Collected data entries:
* * * * * * *
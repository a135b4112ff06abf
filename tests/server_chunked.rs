//! End-to-end coverage of the server lifecycle (§4.K) driving a chunked
//! request body through the real accept loop and the reverse proxy
//! handler (§4.I): a client sends a `Transfer-Encoding: chunked` POST,
//! the server decodes it via `BodyReader` and replays it to a stub
//! upstream, which echoes back a fixed response the client then reads
//! off the proxied connection.
//!
//! Pipelining and keep-alive are out of scope (§1 Non-goals) — every
//! connection here is one request, one response, one close.

use std::io::{Read, Write};
use std::net::{TcpListener, TcpStream};
use std::thread;
use std::time::Duration;

use server_proxy::config::{AppConfig, RouteConfig, ServerConfig};

/// Accepts exactly one connection, reads it to EOF (the proxy
/// half-closes its write side once the decoded request body has been
/// forwarded), and replies with a fixed, `Content-Length`-framed
/// response — standing in for a real origin server.
fn spawn_stub_upstream() -> (u16, thread::JoinHandle<Vec<u8>>) {
    let listener = TcpListener::bind("127.0.0.1:0").expect("bind stub upstream");
    let port = listener.local_addr().unwrap().port();
    let handle = thread::spawn(move || {
        let (mut conn, _) = listener.accept().expect("accept from proxy");
        let mut received = Vec::new();
        conn.read_to_end(&mut received).expect("read proxied request");
        let body = b"relayed";
        let response = format!("HTTP/1.1 200 OK\r\nContent-Length: {}\r\n\r\n", body.len());
        conn.write_all(response.as_bytes()).unwrap();
        conn.write_all(body).unwrap();
        received
    });
    (port, handle)
}

fn free_port() -> u16 {
    TcpListener::bind("127.0.0.1:0").unwrap().local_addr().unwrap().port()
}

#[test]
fn chunked_request_body_is_decoded_and_relayed_through_the_proxy_handler() {
    let (upstream_port, upstream) = spawn_stub_upstream();
    let proxy_port = free_port();

    let route = RouteConfig {
        path: "/relay".to_string(),
        methods: vec!["POST".to_string()],
        proxy_pass: Some(format!("127.0.0.1:{upstream_port}")),
        ..Default::default()
    };
    let server_cfg = ServerConfig {
        host: "127.0.0.1".to_string(),
        ports: vec![proxy_port],
        server_name: "_".to_string(),
        default_server: true,
        routes: vec![route],
        ..Default::default()
    };
    let config = AppConfig { servers: vec![server_cfg] };

    thread::spawn(move || {
        if let Err(e) = server_proxy::rt::block_on(server_proxy::server::run(config)) {
            panic!("server run failed: {e}");
        }
    });

    // Give the listener thread time to bind before the client connects.
    thread::sleep(Duration::from_millis(200));

    let mut client = TcpStream::connect(("127.0.0.1", proxy_port)).expect("connect to proxy");
    client.set_read_timeout(Some(Duration::from_secs(5))).unwrap();

    let head = "POST /relay HTTP/1.1\r\nHost: 127.0.0.1\r\nTransfer-Encoding: chunked\r\n\r\n";
    client.write_all(head.as_bytes()).unwrap();
    client.write_all(b"5\r\nHello\r\n").unwrap();
    client.write_all(b"7\r\n World!\r\n").unwrap();
    client.write_all(b"0\r\n\r\n").unwrap();

    let mut response = Vec::new();
    client.read_to_end(&mut response).expect("read proxied response");
    let response = String::from_utf8_lossy(&response);
    assert!(response.starts_with("HTTP/1.1 200 OK\r\n"), "unexpected response: {response}");
    assert!(response.ends_with("relayed"));

    let forwarded = upstream.join().expect("stub upstream thread");
    let forwarded_text = String::from_utf8_lossy(&forwarded);
    assert!(forwarded_text.ends_with("Hello World!"), "upstream did not see decoded body: {forwarded_text}");
    assert!(!forwarded_text.contains("Transfer-Encoding"), "chunked framing should not reach upstream");
}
* * * * * * *
§ Exercise requirements:
Each line above should be copied exactly, with no line missing.

§ Your solution:
repository a135b4112ff06abf
filename tests/server_chunked.rs
//! End-to-end coverage of the server lifecycle (§4.K) driving a chunked
//! request body through the real accept loop and the reverse proxy
//! handler (§4.I): a client sends a `Transfer-Encoding: chunked` POST,
//! the server decodes it via `BodyReader` and replays it to a stub
//! upstream, which echoes back a fixed response the client then reads
//! off the proxied connection.
//!
//! Pipelining and keep-alive are out of scope (§1 Non-goals) — every
//! connection here is one request, one response, one close.

use std::io::{Read, Write};
use std::net::{TcpListener, TcpStream};
use std::thread;
use std::time::Duration;

use server_proxy::config::{AppConfig, RouteConfig, ServerConfig};

/// Accepts exactly one connection, reads it to EOF (the proxy
/// half-closes its write side once the decoded request body has been
/// forwarded), and replies with a fixed, `Content-Length`-framed
/// response — standing in for a real origin server.
fn spawn_stub_upstream() -> (u16, thread::JoinHandle<Vec<u8>>) {
    let listener = TcpListener::bind("127.0.0.1:0").expect("bind stub upstream");
    let port = listener.local_addr().unwrap().port();
    let handle = thread::spawn(move || {
        let (mut conn, _) = listener.accept().expect("accept from proxy");
        let mut received = Vec::new();
        conn.read_to_end(&mut received).expect("read proxied request");
        let body = b"relayed";
        let response = format!("HTTP/1.1 200 OK\r\nContent-Length: {}\r\n\r\n", body.len());
        conn.write_all(response.as_bytes()).unwrap();
        conn.write_all(body).unwrap();
        received
    });
    (port, handle)
}

fn free_port() -> u16 {
    TcpListener::bind("127.0.0.1:0").unwrap().local_addr().unwrap().port()
}

#[test]
fn chunked_request_body_is_decoded_and_relayed_through_the_proxy_handler() {
    let (upstream_port, upstream) = spawn_stub_upstream();
    let proxy_port = free_port();

    let route = RouteConfig {
        path: "/relay".to_string(),
        methods: vec!["POST".to_string()],
        proxy_pass: Some(format!("127.0.0.1:{upstream_port}")),
        ..Default::default()
    };
    let server_cfg = ServerConfig {
        host: "127.0.0.1".to_string(),
        ports: vec![proxy_port],
        server_name: "_".to_string(),
        default_server: true,
        routes: vec![route],
        ..Default::default()
    };
    let config = AppConfig { servers: vec![server_cfg] };

    thread::spawn(move || {
        if let Err(e) = server_proxy::rt::block_on(server_proxy::server::run(config)) {
            panic!("server run failed: {e}");
        }
    });

    // Give the listener thread time to bind before the client connects.
    thread::sleep(Duration::from_millis(200));

    let mut client = TcpStream::connect(("127.0.0.1", proxy_port)).expect("connect to proxy");
    client.set_read_timeout(Some(Duration::from_secs(5))).unwrap();

    let head = "POST /relay HTTP/1.1\r\nHost: 127.0.0.1\r\nTransfer-Encoding: chunked\r\n\r\n";
    client.write_all(head.as_bytes()).unwrap();
    client.write_all(b"5\r\nHello\r\n").unwrap();
    client.write_all(b"7\r\n World!\r\n").unwrap();
    client.write_all(b"0\r\n\r\n").unwrap();

    let mut response = Vec::new();
    client.read_to_end(&mut response).expect("read proxied response");
    let response = String::from_utf8_lossy(&response);
    assert!(response.starts_with("HTTP/1.1 200 OK\r\n"), "unexpected response: {response}");
    assert!(response.ends_with("relayed"));

    let forwarded = upstream.join().expect("stub upstream thread");
    let forwarded_text = String::from_utf8_lossy(&forwarded);
    assert!(forwarded_text.ends_with("Hello World!"), "upstream did not see decoded body: {forwarded_text}");
    assert!(!forwarded_text.contains("Transfer-Encoding"), "chunked framing should not reach upstream");
}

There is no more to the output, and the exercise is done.